Ein Schwall warmer Luft traf Baldwin mitten im Gehen, und Töne aus Händels Wassermusik schwebten an sein Ohr. Fitz trat durch die schwere dunkle Tür, die in das Hauptschiff der Kirche führte. Ein onkelhaftes Lächeln umspielte sein breites Gesicht. Baldwin hörte für einen Moment auf, hin und her zu gehen. Er freute sich über die kurzfristige Wärme und die Gesellschaft.

„Mein Sohn“, setzte Fitz an, aber Baldwin schüttelte den Kopf und hob abwehrend eine Hand.

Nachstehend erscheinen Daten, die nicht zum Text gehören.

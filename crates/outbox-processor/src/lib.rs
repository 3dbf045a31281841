//! Background processor that drains the outbox through the real transport.
//!
//! This crate provides:
//! - `OutboxProcessor`: the redelivery loop, one instance per process
//! - `ProcessorHandle`: cooperative-shutdown handle for the running loop
//! - `OutboxOptions` / `configure_outbox`: the integrator-facing wiring

mod config;
mod processor;

pub use config::{configure_outbox, OutboxOptions, OutboxSetup};
pub use processor::{OutboxProcessor, ProcessorHandle};
//! Cooperative shutdown signal shared by background workers.

use std::sync::Arc;

use tokio::sync::watch;

/// Clonable shutdown token backed by a watch channel.
///
/// All clones observe the same signal; `cancel` is idempotent. Background
/// loops poll `is_cancelled` between iterations and race `cancelled` against
/// their suspension points.
#[derive(Debug, Clone)]
pub struct ShutdownToken {
    sender: Arc<watch::Sender<bool>>,
    receiver: watch::Receiver<bool>,
}

impl ShutdownToken {
    /// Create a fresh, un-cancelled token.
    pub fn new() -> Self {
        let (sender, receiver) = watch::channel(false);
        Self {
            sender: Arc::new(sender),
            receiver,
        }
    }

    /// Signal shutdown to every clone of this token.
    pub fn cancel(&self) {
        // ignore send error: all receivers are clones of ours, so it cannot fail
        let _ = self.sender.send(true);
    }

    /// Whether shutdown has been signalled.
    pub fn is_cancelled(&self) -> bool {
        *self.receiver.borrow()
    }

    /// Resolves once shutdown is signalled; immediately if it already was.
    pub async fn cancelled(&self) {
        let mut receiver = self.receiver.clone();
        let _ = receiver.wait_for(|cancelled| *cancelled).await;
    }
}

impl Default for ShutdownToken {
    fn default() -> Self {
        Self::new()
    }
}

#[cfg(test)]
mod tests {
    use super::*;
    use tokio::time::{timeout, Duration};

    #[tokio::test]
    async fn starts_uncancelled() {
        let token = ShutdownToken::new();
        assert!(!token.is_cancelled());
    }

    #[tokio::test]
    async fn cancel_is_visible_to_clones() {
        let token = ShutdownToken::new();
        let clone = token.clone();

        token.cancel();
        assert!(clone.is_cancelled());
    }

    #[tokio::test]
    async fn cancelled_wakes_pending_waiter() {
        let token = ShutdownToken::new();
        let waiter = token.clone();

        let wait = tokio::spawn(async move { waiter.cancelled().await });
        token.cancel();

        timeout(Duration::from_secs(1), wait)
            .await
            .expect("waiter should wake after cancel")
            .expect("waiter task should not panic");
    }

    #[tokio::test]
    async fn cancelled_returns_immediately_when_already_cancelled() {
        let token = ShutdownToken::new();
        token.cancel();

        timeout(Duration::from_millis(100), token.cancelled())
            .await
            .expect("already-cancelled token should not block");
    }
}
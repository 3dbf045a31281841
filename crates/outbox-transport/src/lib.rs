//! Transport decorator that defers outgoing sends into the outbox.
//!
//! [`OutboxTransport`] wraps a [`Transport`] so that sends are buffered
//! against the active transaction and flushed to [`OutboxStorage`] when it
//! commits, instead of hitting the network inline. `create_queue`, `receive`
//! and `address` pass straight through to the wrapped transport.

use std::sync::{Arc, Mutex};

use async_trait::async_trait;
use tracing::debug;

use outbox_core::{
    headers, Message, OutboxResult, OutboxStorage, ShutdownToken, TransactionContext, Transport,
};

/// Transaction item key under which the pending batch is stored.
pub const OUTGOING_MESSAGES_KEY: &str = "outbox-outgoing-messages";

/// Messages buffered against one transaction, flushed once on commit.
#[derive(Default)]
struct PendingBatch {
    messages: Mutex<Vec<Message>>,
}

impl PendingBatch {
    fn push(&self, message: Message) {
        self.messages.lock().expect("lock poisoned").push(message);
    }

    fn drain(&self) -> Vec<Message> {
        std::mem::take(&mut *self.messages.lock().expect("lock poisoned"))
    }
}

/// Decorator that converts outgoing sends into deferred outbox writes.
///
/// The first `send` within a transaction registers a commit hook; on commit
/// the buffered messages are stored in their original send order. A rolled
/// back transaction never touches storage.
pub struct OutboxTransport<T, S> {
    transport: Arc<T>,
    storage: Arc<S>,
}

impl<T, S> OutboxTransport<T, S> {
    /// Wrap `transport`, persisting deferred sends into `storage`.
    pub fn new(transport: Arc<T>, storage: Arc<S>) -> Self {
        Self { transport, storage }
    }
}

#[async_trait]
impl<T, S> Transport for OutboxTransport<T, S>
where
    T: Transport,
    S: OutboxStorage,
{
    fn create_queue(&self, address: &str) -> OutboxResult<()> {
        self.transport.create_queue(address)
    }

    async fn send(
        &self,
        destination: &str,
        mut message: Message,
        context: &TransactionContext,
    ) -> OutboxResult<()> {
        let batch = context.get_or_insert_with(OUTGOING_MESSAGES_KEY, || {
            let batch = Arc::new(PendingBatch::default());

            let storage = Arc::clone(&self.storage);
            let buffered = Arc::clone(&batch);
            context.on_committed(move || store_buffered(storage, buffered));

            batch
        });

        message
            .headers
            .insert(headers::RECIPIENT.to_string(), destination.to_string());
        batch.push(message);

        debug!(destination = %destination, "Deferred send into outbox");
        Ok(())
    }

    async fn receive(
        &self,
        context: &TransactionContext,
        shutdown: &ShutdownToken,
    ) -> OutboxResult<Option<Message>> {
        self.transport.receive(context, shutdown).await
    }

    fn address(&self) -> &str {
        self.transport.address()
    }
}

/// Commit hook body: flush the buffered messages to storage in send order.
async fn store_buffered<S: OutboxStorage>(
    storage: Arc<S>,
    batch: Arc<PendingBatch>,
) -> OutboxResult<()> {
    for message in batch.drain() {
        storage.store(message).await?;
    }
    Ok(())
}
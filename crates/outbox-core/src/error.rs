//! Error types for the outbox crates.

use thiserror::Error;

/// Error type shared by the outbox components and their collaborators.
#[derive(Debug, Error)]
pub enum OutboxError {
    /// Outbox storage failed.
    #[error("Storage error: {0}")]
    Storage(String),

    /// The underlying transport failed.
    #[error("Transport error: {0}")]
    Transport(String),

    /// A stored message had no recipient header to forward it with.
    #[error("Stored message has no recipient header")]
    MissingRecipient,

    /// The transaction context was completed more than once.
    #[error("Transaction context already completed")]
    AlreadyCompleted,

    /// A cancellable wait was interrupted by the shutdown signal.
    ///
    /// This is the cooperative-shutdown marker, not a failure; callers
    /// observing it while their shutdown token is cancelled should unwind
    /// quietly.
    #[error("Shutdown requested")]
    Shutdown,

    /// Invalid configuration detected during setup.
    #[error("Configuration error: {0}")]
    Config(String),
}

/// Result type alias using OutboxError.
pub type OutboxResult<T> = Result<T, OutboxError>;
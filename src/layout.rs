//! Fixed description of the scanned tree and the artifact it produces.

use std::path::PathBuf;

/// Filesystem layout and naming constants for a single manifest run.
///
/// The defaults describe the production web root the tool is normally run from; tests
/// and embedders can point `root_dir` elsewhere while keeping the remaining conventions.
#[derive(Debug, Clone)]
pub struct ManifestLayout {
  /// Directory the recursive scan starts from.
  pub root_dir: PathBuf,
  /// File the generated JavaScript artifact is written to.
  pub output_file: PathBuf,
  /// Prefix of the cache identifier embedded in the artifact.
  pub cache_name_prefix: String,
  /// File name of the application entry point HTML.
  pub index_document: String,
  /// Path fragments whose presence excludes a discovered path.
  pub ignored_fragments: Vec<String>,
}

impl Default for ManifestLayout {
  fn default() -> Self {
    Self {
      root_dir: "./".into(),
      output_file: "generated-assets.js".into(),
      cache_name_prefix: "flashcards-v".into(),
      index_document: "index.html".into(),
      ignored_fragments: vec![
        "node_modules".into(),
        ".git".into(),
        "service-worker.js".into(),
        "generated-assets.js".into(),
      ],
    }
  }
}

„Ich will es nicht hören.“

„Sohn …“

„Ich weiß, was du sagen willst, Fitz.“ Er verfiel in einen tiefen Bariton mit starkem Südstaatenakzent. „Du kennst sie noch nicht so lange. Das war alles überstürzt. Sie ist eine Wilde, Baldwin, und das meine ich auf gute Art.“ Er wechselte zu seiner normalen Stimme. „Ich weiß, dass ihr alle schockiert wart, wie sehr wir uns ineinander verliebt haben. Du willst sagen, dass es so vielleicht am besten ist, nicht wahr? Du warst von Anfang an nicht einverstanden.“ Er schaute den älteren Mann an. „Und hör auf, mich Sohn zu nennen.“

„Hey, Junior. Du verstehst es einfach nicht, oder?“

Baldwin schaukelte auf seinen Fersen und starrte Fitz mit offenem Mund an. Entrüstung machte sich in seiner Brust breit, und er konnte nicht anders als auszukeilen.

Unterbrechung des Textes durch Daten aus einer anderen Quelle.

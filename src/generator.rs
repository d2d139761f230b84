//! Orchestrates a full manifest run: scan, order, render, write.

use std::fs;
use std::path::PathBuf;

use anyhow::{Context, Result};

use crate::asset_path::AssetPath;
use crate::exclusion::IgnoreSet;
use crate::layout::ManifestLayout;
use crate::manifest::AssetManifest;
use crate::scanner::collect_assets;

/// Outcome of a successful manifest run.
#[derive(Debug, Clone, PartialEq, Eq)]
pub struct GenerationSummary {
  /// Path the artifact was written to.
  pub output_path: PathBuf,
  /// Number of entries in the written manifest, sentinels included.
  pub asset_count: usize,
}

/// High-level helper that regenerates the cache manifest for a configured layout.
///
/// The `Default` generator targets the production layout described by
/// [`ManifestLayout::default`].
#[derive(Debug, Default)]
pub struct ManifestGenerator {
  layout: ManifestLayout,
}

impl ManifestGenerator {
  /// Create a generator for the provided layout.
  pub fn new(layout: ManifestLayout) -> Self {
    Self { layout }
  }

  /// Scan the tree, order the entries and overwrite the generated artifact.
  pub fn generate(&self) -> Result<GenerationSummary> {
    let ignores = IgnoreSet::new(&self.layout.ignored_fragments);
    let scanned = collect_assets(&self.layout.root_dir, &ignores)?;

    let index_document = AssetPath::from_relative(&self.layout.index_document);
    let manifest = AssetManifest::from_scan(&index_document, scanned);

    let artifact = render_cache_artifact(&self.layout.cache_name_prefix, &manifest)?;
    fs::write(&self.layout.output_file, artifact)
      .with_context(|| format!("failed to write {}", self.layout.output_file.display()))?;

    Ok(GenerationSummary {
      output_path: self.layout.output_file.clone(),
      asset_count: manifest.len(),
    })
  }
}

/// Render the JavaScript artifact embedding the cache identifier and asset array.
///
/// The cache identifier concatenates the configured prefix with `Date.now()` so the
/// value is stamped each time the artifact is loaded by the browser, not when this
/// tool runs. The asset array is pretty-printed with two-space indentation.
fn render_cache_artifact(cache_name_prefix: &str, manifest: &AssetManifest) -> Result<String> {
  let prefix_literal = serde_json::to_string(cache_name_prefix)?;
  let assets_json = serde_json::to_string_pretty(manifest)?;
  Ok(format!(
    r#"
// auto-generated — do not modify manually!
const CACHE = {prefix_literal} + Date.now();

const ASSETS = {assets_json};
"#
  ))
}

„Du Hurensohn. Du hast ihr eingeredet, dass sie durchbrennen soll, oder? Du hast ihr den Ausweg gezeigt. Ich weiß, dass sie ein bisschen Panik vor dieser großen Hochzeit hatte, aber … Ich kann es einfach nicht glauben.“ Er stapfte davon, dann wirbelte er herum, das Kinn vorgereckt, die Hände zu Fäusten geballt. „Und du stehst da mit deinem Grinsen und findest das alles lustig oder was?“

Fitz hustete hinter vorgehaltener Hand. „Lustig? Nein, so würde ich es nicht nennen. Deine Reaktion ist ganz amüsant, ja, aber ich denke nicht, dass dieser Situation irgendetwas Komisches anhaftet. Wie gut kennst du sie wirklich, Sohn? Glaubst du ernsthaft, dass sie dich am Altar stehen lassen würde?“

„Ich …“ Baldwin schluckte schwer. Seine Hände entspannten sich, die Schultern sackten nach unten. Er biss die Zähne zusammen, was einen kleinen Muskel an seinem Kiefer zum Leben erweckte. Glaubte er das? Konnte er sich wirklich vorstellen, dass die Liebe seines Lebens so gnadenlos und ängstlich war, dass sie einfach nicht auf der Hochzeit auftauchte? Der Knoten in seiner Brust fing an, sich aufzulösen, nur um von einem noch größeren, schmerzhafteren Klumpen ersetzt zu werden.

„Endlich dämmert es dir, was, Sohn?“

Ja, endlich dämmerte es ihm. Fitz war sauer auf ihn, weil er sein Vertrauen in Taylor verloren hatte. Dass er überhaupt nur für den Bruchteil einer Sekunde hatte glauben können, dass diese starke, erstaunliche, schöne Frau nicht den Mut hätte, ihm ins Gesicht zu sagen, wenn sie ihn nicht heiraten wollte. Grauen überspülte ihn wie ein Eimer Wasser. Er sah Fitz an, sah ihn zum ersten Mal richtig. Sein Lächeln war nicht freundlich, es war angespannt und besorgt. Kleine Falten zeigten sich zwischen den Brauen des älteren Mannes.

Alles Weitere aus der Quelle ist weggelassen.